Progressive society appears to be at a loss when it comes to understanding conservative women. Women who are pro-life, in favor of smaller government, and uphold traditional family values don’t fit the left’s mold.
Sen. Marsha Blackburn, R-Tenn., has just released a new book, “The Mind of a Conservative Woman: Seeking the Best for Family and Country,” to explain why conservative values are women’s values. Blackburn joins “Problematic Women” to discuss her new book, why she is a proud conservative, and her 2018 controversy with pop star Taylor Swift.
Also on today’s show, Janae Stracke, the grassroots director of Heritage Action for America, and Jeanne Seaver, a Heritage Action sentinel from Savannah, Georgia, join the show to share how they are supporting law enforcement in local communities across America, and how you can as well. And as always, we’ll be crowning our “Problematic Woman of the Week”!
Listen to the podcast below or read the lightly edited transcript.
Virginia Allen: I am thrilled to be joined by Sen. Marsha Blackburn of Tennessee. Senator, thanks so much for being here.
Sen. Marsha Blackburn: I am so excited to be with you, and conservative women are problematic women. So, there you go. It’s a great point of my book.
Allen: Senator, on Sept. 1, you released your brand new book, “The Mind of a Conservative Woman.” Now, liberals, I think, have been trying unsuccessfully to understand the mind of a conservative woman for a very long time.
So, I do hope that they buy the book and read it. So, maybe, hopefully, they can finally understand, but I want to begin by asking you: Why did you feel the need to write this book?
Blackburn: One of the things that had happened through the years is dealing with the mainstream media and dealing with policymakers in Washington, D.C.

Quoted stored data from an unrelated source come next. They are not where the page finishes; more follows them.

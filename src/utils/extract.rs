//! Standard extractors whose rejections render through [`AppError`].

use axum::extract::{FromRequest, FromRequestParts};

use crate::utils::AppError;

#[derive(FromRequest)]
#[from_request(via(axum::Json), rejection(AppError))]
pub struct AppJson<T>(pub T);

#[derive(FromRequestParts)]
#[from_request(via(axum::extract::Query), rejection(AppError))]
pub struct AppQuery<T>(pub T);

#[derive(FromRequestParts)]
#[from_request(via(axum::extract::Path), rejection(AppError))]
pub struct AppPath<T>(pub T);
use axum::extract::{Multipart, State};
use axum::response::IntoResponse;
use rust_decimal::Decimal;
use serde::Deserialize;
use uuid::Uuid;

use crate::auth::{AuthUser, MaybeAuthUser};
use crate::handlers::tickets::EventScopedQuery;
use crate::models::{ReviewStatus, SponsorApplication, SponsorTier};
use crate::repos::{EventRepo, SponsorRepo};
use crate::state::AppState;
use crate::uploads::MultipartForm;
use crate::utils::response::{created, success};
use crate::utils::{AppError, AppJson, AppQuery};

#[derive(Debug, Deserialize)]
pub struct ReviewSponsorRequest {
    pub sponsor_id: Uuid,
    pub status: ReviewStatus,
}

pub async fn apply_sponsor(
    State(state): State<AppState>,
    _auth: AuthUser,
    multipart: Multipart,
) -> Result<impl IntoResponse, AppError> {
    let mut form = MultipartForm::read(multipart).await?;

    let event_id: Uuid = form
        .parse("event_id")?
        .ok_or_else(|| AppError::ValidationError("event_id is required".to_string()))?;
    let name = form.require_text("name")?;
    let tier: SponsorTier = form
        .parse("tier")?
        .ok_or_else(|| AppError::ValidationError("tier is required".to_string()))?;
    let contribution_amount: Decimal = form.parse("contribution_amount")?.unwrap_or_default();
    if contribution_amount.is_sign_negative() {
        return Err(AppError::ValidationError(
            "contribution_amount: must not be negative".to_string(),
        ));
    }

    EventRepo::new(state.db.clone())
        .get_by_id(event_id)
        .await?
        .ok_or_else(|| AppError::NotFound("Event not found".to_string()))?;

    let uploads = state.uploads();
    let logo_url = uploads.save_optional(form.take_file("logo")).await?;
    let saved: Vec<String> = logo_url.iter().cloned().collect();

    let result = SponsorRepo::new(state.db.clone())
        .create(SponsorApplication {
            event_id,
            name,
            tier,
            contribution_amount,
            logo_url,
        })
        .await;
    let sponsor = uploads.discard_on_error(&saved, result).await?;

    tracing::info!(sponsor_id = %sponsor.id, event_id = %event_id, "Sponsor application received");
    Ok(created(sponsor, "Sponsorship application submitted"))
}

pub async fn list_sponsors(
    State(state): State<AppState>,
    MaybeAuthUser(viewer): MaybeAuthUser,
    AppQuery(query): AppQuery<EventScopedQuery>,
) -> Result<impl IntoResponse, AppError> {
    let event = EventRepo::new(state.db.clone())
        .get_by_id(query.event_id)
        .await?
        .ok_or_else(|| AppError::NotFound("Event not found".to_string()))?;

    let is_owner = viewer
        .as_ref()
        .is_some_and(|v| v.ensure_owner(event.organizer_id, "event").is_ok());

    let sponsors = SponsorRepo::new(state.db.clone())
        .list_for_event(event.id, !is_owner)
        .await?;

    Ok(success(sponsors, "Sponsors retrieved"))
}

pub async fn review_sponsor(
    State(state): State<AppState>,
    auth: AuthUser,
    AppJson(req): AppJson<ReviewSponsorRequest>,
) -> Result<impl IntoResponse, AppError> {
    let repo = SponsorRepo::new(state.db.clone());
    let sponsor = repo
        .get_by_id(req.sponsor_id)
        .await?
        .ok_or_else(|| AppError::NotFound("Sponsor not found".to_string()))?;

    let event = EventRepo::new(state.db.clone())
        .get_by_id(sponsor.event_id)
        .await?
        .ok_or_else(|| AppError::NotFound("Event not found".to_string()))?;
    auth.ensure_owner(event.organizer_id, "event")?;

    if !sponsor.status.can_transition_to(req.status) {
        return Err(AppError::Conflict(format!(
            "Sponsor cannot move from {:?} to {:?}",
            sponsor.status, req.status
        )));
    }

    // A concurrent review can win between the read and the update
    let reviewed = repo
        .review(sponsor.id, req.status)
        .await?
        .ok_or_else(|| AppError::Conflict("Sponsor has already been reviewed".to_string()))?;

    tracing::info!(sponsor_id = %reviewed.id, status = ?reviewed.status, "Sponsor reviewed");
    Ok(success(reviewed, "Sponsor reviewed"))
}
use axum::response::{IntoResponse, Response};
use serde::Serialize;

use crate::utils::response::success;

pub mod admin;
pub mod auth;
pub mod events;
pub mod friends;
pub mod lookups;
pub mod messages;
pub mod notifications;
pub mod posts;
pub mod sponsors;
pub mod tickets;
pub mod users;

#[derive(Serialize)]
struct HealthPayload {
    status: &'static str,
    service: &'static str,
}

pub async fn health_check() -> Response {
    let payload = HealthPayload {
        status: "ok",
        service: "eventkoi-api",
    };

    success(payload, "Health check successful").into_response()
}
use sqlx::{PgPool, Result};
use uuid::Uuid;

use crate::models::{Notification, NotificationType};

const NOTIFICATION_COLUMNS: &str = "id, user_id, type, content, is_read, created_at";

pub const LIST_LIMIT: i64 = 100;

pub struct NotificationRepo {
    db: PgPool,
}

impl NotificationRepo {
    pub fn new(db: PgPool) -> Self {
        Self { db }
    }

    pub async fn create(
        &self,
        user_id: Uuid,
        kind: NotificationType,
        content: &str,
    ) -> Result<Notification> {
        let sql = format!(
            "INSERT INTO notifications (id, user_id, type, content) VALUES ($1, $2, $3, $4) RETURNING {}",
            NOTIFICATION_COLUMNS
        );
        sqlx::query_as::<_, Notification>(&sql)
            .bind(Uuid::new_v4())
            .bind(user_id)
            .bind(kind)
            .bind(content)
            .fetch_one(&self.db)
            .await
    }

    /// One notification per recipient with identical content.
    pub async fn create_many(
        &self,
        user_ids: &[Uuid],
        kind: NotificationType,
        content: &str,
    ) -> Result<Vec<Notification>> {
        let ids: Vec<Uuid> = user_ids.iter().map(|_| Uuid::new_v4()).collect();
        let sql = format!(
            "INSERT INTO notifications (id, user_id, type, content) \
             SELECT id, user_id, $3, $4 FROM UNNEST($1::uuid[], $2::uuid[]) AS t(id, user_id) \
             RETURNING {}",
            NOTIFICATION_COLUMNS
        );
        sqlx::query_as::<_, Notification>(&sql)
            .bind(ids)
            .bind(user_ids)
            .bind(kind)
            .bind(content)
            .fetch_all(&self.db)
            .await
    }

    pub async fn list_for(&self, user_id: Uuid) -> Result<Vec<Notification>> {
        let sql = format!(
            "SELECT {} FROM notifications WHERE user_id = $1 ORDER BY created_at DESC, id DESC LIMIT $2",
            NOTIFICATION_COLUMNS
        );
        sqlx::query_as::<_, Notification>(&sql)
            .bind(user_id)
            .bind(LIST_LIMIT)
            .fetch_all(&self.db)
            .await
    }

    pub async fn get_by_id(&self, id: Uuid) -> Result<Option<Notification>> {
        let sql = format!("SELECT {} FROM notifications WHERE id = $1", NOTIFICATION_COLUMNS);
        sqlx::query_as::<_, Notification>(&sql)
            .bind(id)
            .fetch_optional(&self.db)
            .await
    }

    /// Marking an already-read notification is a no-op that still returns it.
    pub async fn mark_read(&self, id: Uuid, user_id: Uuid) -> Result<Option<Notification>> {
        let sql = format!(
            "UPDATE notifications SET is_read = TRUE WHERE id = $1 AND user_id = $2 RETURNING {}",
            NOTIFICATION_COLUMNS
        );
        sqlx::query_as::<_, Notification>(&sql)
            .bind(id)
            .bind(user_id)
            .fetch_optional(&self.db)
            .await
    }

    pub async fn mark_all_read(&self, user_id: Uuid) -> Result<u64> {
        let result =
            sqlx::query("UPDATE notifications SET is_read = TRUE WHERE user_id = $1 AND NOT is_read")
                .bind(user_id)
                .execute(&self.db)
                .await?;
        Ok(result.rows_affected())
    }
}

I found it so interesting that conservative women are generally considered to be fourth-class citizens. They’re kind of at the bottom of the pecking order, and the mainstream media like to ridicule women who are pro-life, pro-family, pro-business, pro-military, and they kind of shove them aside or mock them.
And then I would notice how when you’re out in the heartland and around the country, most women will say, “Oh, well, I’m not partisan.” They’re not Democrat or Republican, but they will tell you that what they want, their hopes and dreams and desires.
They want government off their back, out of their pocketbook. They want lower taxes. They want to make certain that their children have every opportunity possible to live their version of the American dream.
And I began to realize most of these women tilt conservative, but they didn’t have a landing spot.
Likewise, I was hearing from a lot of women who said, “My child that was raised in the church went to a good conservative school. They go to college, and they come home, and they’re leaning left.” And they had a need to help their children understand why they as a family believe what they believe, and why it is important to hear both sides of an issue and have discussion.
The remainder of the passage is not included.